1) Where does the problem comes from? How can we strenghten the induction hypothesis to avoid it? Prove the lemma with the strengthened hypothesis.
Lemma WF_Pre_ind : forall P : Nat -> Prop,
  (forall x, (forall y, y < x -> P y) -> P x) ->
    forall x, forall y, y < x -> P y.

2) Conclude by proving well-founded induction for Nat.
Theorem wf_Nat_ind : forall P : Nat -> Prop,
  (forall x, (forall y, y < x -> P y) -> P x) -> forall x, P x.

In HA, the minimum principle is equivalent to the excluded middle

Definition MinP (P : Nat -> Prop) : Prop :=
  (exists x, P x) ->
  exists x, P x /\ forall y, y < x -> ~ P y.

1) Prove that excluded middle implies the minimum principle.
Theorem EM_MinP : (forall P, P \/ ~P) -> forall A, MinP A.

2) For the converse implication, we will use the minimum principle on the following proposition:
      Q x := x = ZeroPx = Succ Zero ∧ ¬Px = Succ (Succ Zero)
Using this trick, prove the converse implication.
Theorem MinP_EM : (forall A, MinP A) -> forall P, P \/ ~ P.

Double negation of excluded middle and of the minimum principle

1) Prove the double negation of excluded middle.
Lemma NotNotEM : forall A, ~ ~ (A \/ ~ A).

For the double negation of the minimum principle, we will use an alternate fomulation of ¬¬ MinP:
      ∀P (x : Nat), P x → ¬¬(∃ x, P x /\ ∀ y, y < x → ¬P y).
Definition NotNotMinP_alt (P : Nat -> Prop) :=
  forall x, P x -> ~ ~ exists x, P x /\ forall y, y < x -> ~ P y.

2) Prove the following lemma and then that the alternate formulation implies ¬¬MinP.
Definition forallP_exP : forall T (A : T -> Prop) (P : Prop),
  (forall x, A x -> P) -> (exists x, A x) -> P.

Lemma NotNotMinP_aux : forall P : Nat -> Prop, NotNotMinP_alt P -> ~~MinP P.

3) To prove the alternate formulation, we note that on a doubly negated statement, we can use excluded middle.
Lemma NotNot_EM : forall P A, ((P \/ ~P) -> ~~A) -> ~~A.
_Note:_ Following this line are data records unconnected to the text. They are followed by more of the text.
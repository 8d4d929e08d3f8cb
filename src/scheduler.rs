/// Tick driver
/// Runs the reconciliation pass on a fixed interval aligned to the wall clock

use std::time::Duration;
use tokio::time::sleep;
use tokio_util::sync::CancellationToken;
use tracing::{debug, info};

/// Wait from `now` (time since the Unix epoch) until the
/// next multiple of `interval`. Always waits at least a little so a tick
/// that lands exactly on a boundary does not fire twice.
pub fn time_until_next_tick_at(now: Duration, interval: Duration) -> Duration {
    let interval_ms = interval.as_millis().max(1);
    let now_ms = now.as_millis();
    let into_interval = now_ms % interval_ms;
    let wait_ms = interval_ms - into_interval;
    Duration::from_millis(wait_ms as u64)
}

/// Format duration for logging
pub fn format_duration(d: Duration) -> String {
    let secs = d.as_secs();
    let hours = secs / 3600;
    let mins = (secs % 3600) / 60;
    let rem = secs % 60;

    if hours > 0 {
        format!("{}h {}m", hours, mins)
    } else if mins > 0 {
        format!("{}m {}s", mins, rem)
    } else {
        format!("{}s", rem)
    }
}

/// Run the tick loop until `cancel_token` fires.
///
/// The first tick runs immediately. Ticks never overlap: the next wait is
/// computed only after `tick_fn` has returned, and a tick in progress is
/// allowed to finish before shutdown.
pub async fn run_scheduler<F, Fut>(interval: Duration, cancel_token: CancellationToken, mut tick_fn: F)
where
    F: FnMut() -> Fut,
    Fut: std::future::Future<Output = ()>,
{
    info!("Scheduler started (every {})", format_duration(interval));

    loop {
        if cancel_token.is_cancelled() {
            break;
        }

        tick_fn().await;

        let now = std::time::SystemTime::now()
            .duration_since(std::time::UNIX_EPOCH)
            .unwrap_or_default();
        let wait = time_until_next_tick_at(now, interval);
        debug!("Next tick in {}", format_duration(wait));

        tokio::select! {
            _ = sleep(wait) => {}
            _ = cancel_token.cancelled() => break,
        }
    }

    info!("Scheduler stopped");
}



/// Kani formal verification proofs
#[cfg(kani)]
mod kani_proofs {
    use super::*;

    #[kani::proof]
    fn wait_bounded_by_interval() {
        let now_secs: u32 = kani::any();
        let interval_secs: u16 = kani::any();
        kani::assume(interval_secs > 0 && interval_secs <= 3600);

        let interval = Duration::from_secs(interval_secs as u64);
        let wait = time_until_next_tick_at(Duration::from_secs(now_secs as u64), interval);

        kani::assert(wait > Duration::ZERO, "wait must be positive");
        kani::assert(wait <= interval, "wait must not exceed the interval");
    }
}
4) Now prove the alternate formulation and conclude.
Theorem NotNotMinP_Shift : forall P, NotNotMinP_alt P.

Corollary NotNotMinP : forall P, ~~MinP P.

Definition of < by +

Finally, we prove that by defining
      x < y := exists z, Succ z + x = y
we get an order satisfying all the axioms we used do far.
Definition of + and its properties
Parameter Plus : Nat -> Nat -> Nat.
Notation "x + y" := (Plus x y).
Axiom PlusZero : forall x, Zero + x = x.
Axiom PlusSucc : forall x y, Succ x + y = Succ (x + y).
Notation "x < y" := (exists z, Succ z + x = y).

Prove the four lemmata.
Lemma Not_PLt_Zero : forall x, ~ (x < Zero).

Lemma PLt_Succ : forall x, x < Succ x.

Lemma PLt_Succ_disj : forall x y, y < Succ x -> y < x \/ y = x.
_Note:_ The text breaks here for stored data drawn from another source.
/// Secret redaction utilities for logging
///
/// Masks credentials so logs still show which one is configured
/// without leaking it.

/// Redact a bot token, keeping only the last 4 characters visible.
/// Example: "MTIzNDU2.abc.xyz1234" -> "****************1234"
pub fn token(token: &str) -> String {
    let chars: Vec<char> = token.trim().chars().collect();

    if chars.len() <= 8 {
        // Too short to show anything safely
        return "*".repeat(chars.len());
    }

    let visible: String = chars[chars.len() - 4..].iter().collect();
    format!("{}{}", "*".repeat(chars.len() - 4), visible)
}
Axiom Plus_assoc : forall x y z, x + (y + z) = x + y + z.
Lemma PLt_trans : forall x y z, x < y -> y < z -> x < z.

Infinite pigeonhole principle

Require Import Omega.
Open Scope nat_scope.
Definition infinite (P : nat -> Prop) := forall x, exists y, x < y /\ P y.

Section IPP.
  Hypothesis Absurd : forall A, (~ ~ A) -> A.
  Variable X : nat -> Prop.
  Hypothesis Xu : infinite X.
  Variable A : nat -> nat -> Prop.
  Variable k : nat.
  Hypothesis Xcovered : forall x, X x -> exists i, i <= k /\ A i x.

  Theorem IPP : exists i, i <= k /\ infinite (A i).
End IPP.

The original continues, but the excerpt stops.